Saturday, February 18, 2017

Fighting Evil with Sherlock and Watson ~ 2/18/2017

I dreamed that I had been accepted into Harvard as a doctoral student in mathematics, and would be starting in the fall. In the mean time, I needed to complete a third year of university-level foreign language. They had a program where I could go to France and take third-year French, so I jumped on that opportunity.

So I went to France, and had started classes, but couldn't find the book the instructor recommended in the university book store. I thought his book might be one I already had from previous French studies, so I went back to the class to ask if my Vis-à-Vis book would be okay to use in the class, or if I needed to buy the book store's book, which looked different from what he'd shown us.

I couldn't find the professor, and since it had gotten dark, I decided to just go home and try again the next day. I was walking across the park when I found some children standing around a storm grate, fishing. I couldn't figure out where their parents were, but as I stood there chatting with them, they kept reeling in these half-decomposed fish carcasses. More and more children were walking up.

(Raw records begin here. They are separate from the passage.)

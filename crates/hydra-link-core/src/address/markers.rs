//! Split markers for the relative-path heuristic.
//!
//! Only the listed markers are recognized. Addresses under other top-level
//! domains (`.org`, `.net`, ...) have no relative path unless a marker is added.

use serde::{Deserialize, Serialize};

/// Markers used when no list is configured.
pub const DEFAULT_MARKERS: [&str; 4] = [".it/", ".com/", "hydra://", "?"];

/// Ordered list of literal split markers.
#[derive(Debug, Clone, PartialEq, Eq, Serialize, Deserialize)]
#[serde(transparent)]
pub struct PathMarkers(Vec<String>);

impl PathMarkers {
    pub fn new<I, S>(markers: I) -> Self
    where
        I: IntoIterator<Item = S>,
        S: Into<String>,
    {
        Self(markers.into_iter().map(Into::into).collect())
    }

    pub fn as_slice(&self) -> &[String] {
        &self.0
    }

    /// See [`split_after_first`].
    pub fn split_after_first<'a>(&self, input: &'a str) -> Option<&'a str> {
        split_after_first(input, &self.0)
    }
}

impl Default for PathMarkers {
    fn default() -> Self {
        Self::new(DEFAULT_MARKERS)
    }
}

/// Splits `input` on every marker occurrence and returns the second piece:
/// the text between the earliest marker and the next marker after it (or the
/// end of the input). `None` when no marker occurs.
///
/// At a given position the marker listed first wins. Empty markers are ignored.
pub fn split_after_first<'a, M: AsRef<str>>(input: &'a str, markers: &[M]) -> Option<&'a str> {
    let (pos, len) = earliest(input, 0, markers)?;
    let start = pos + len;
    let end = earliest(input, start, markers).map_or(input.len(), |(next, _)| next);
    Some(&input[start..end])
}

/// Position and length of the earliest marker at or after `from`.
fn earliest<M: AsRef<str>>(input: &str, from: usize, markers: &[M]) -> Option<(usize, usize)> {
    let haystack = &input[from..];
    let mut best: Option<(usize, usize)> = None;
    for marker in markers.iter().map(AsRef::as_ref) {
        if marker.is_empty() {
            continue;
        }
        if let Some(offset) = haystack.find(marker) {
            let pos = from + offset;
            if best.map_or(true, |(best_pos, _)| pos < best_pos) {
                best = Some((pos, marker.len()));
            }
        }
    }
    best
}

I glanced over my shoulder to see where they were coming from, and Sherlock and Watson (Benedict Cumberbatch and Martin Freeman) were there. Sherlock said it was some sort of clue, look at the children's faces.

I turned back around, and saw that the faces of the children were turning a waxy, moldy, livid green. The texture was like half-withered leaves, with veins standing out, like their skin would crunch and crumble if touched. Sherlock said something was beginning to wake up in the castle, and we needed to investigate.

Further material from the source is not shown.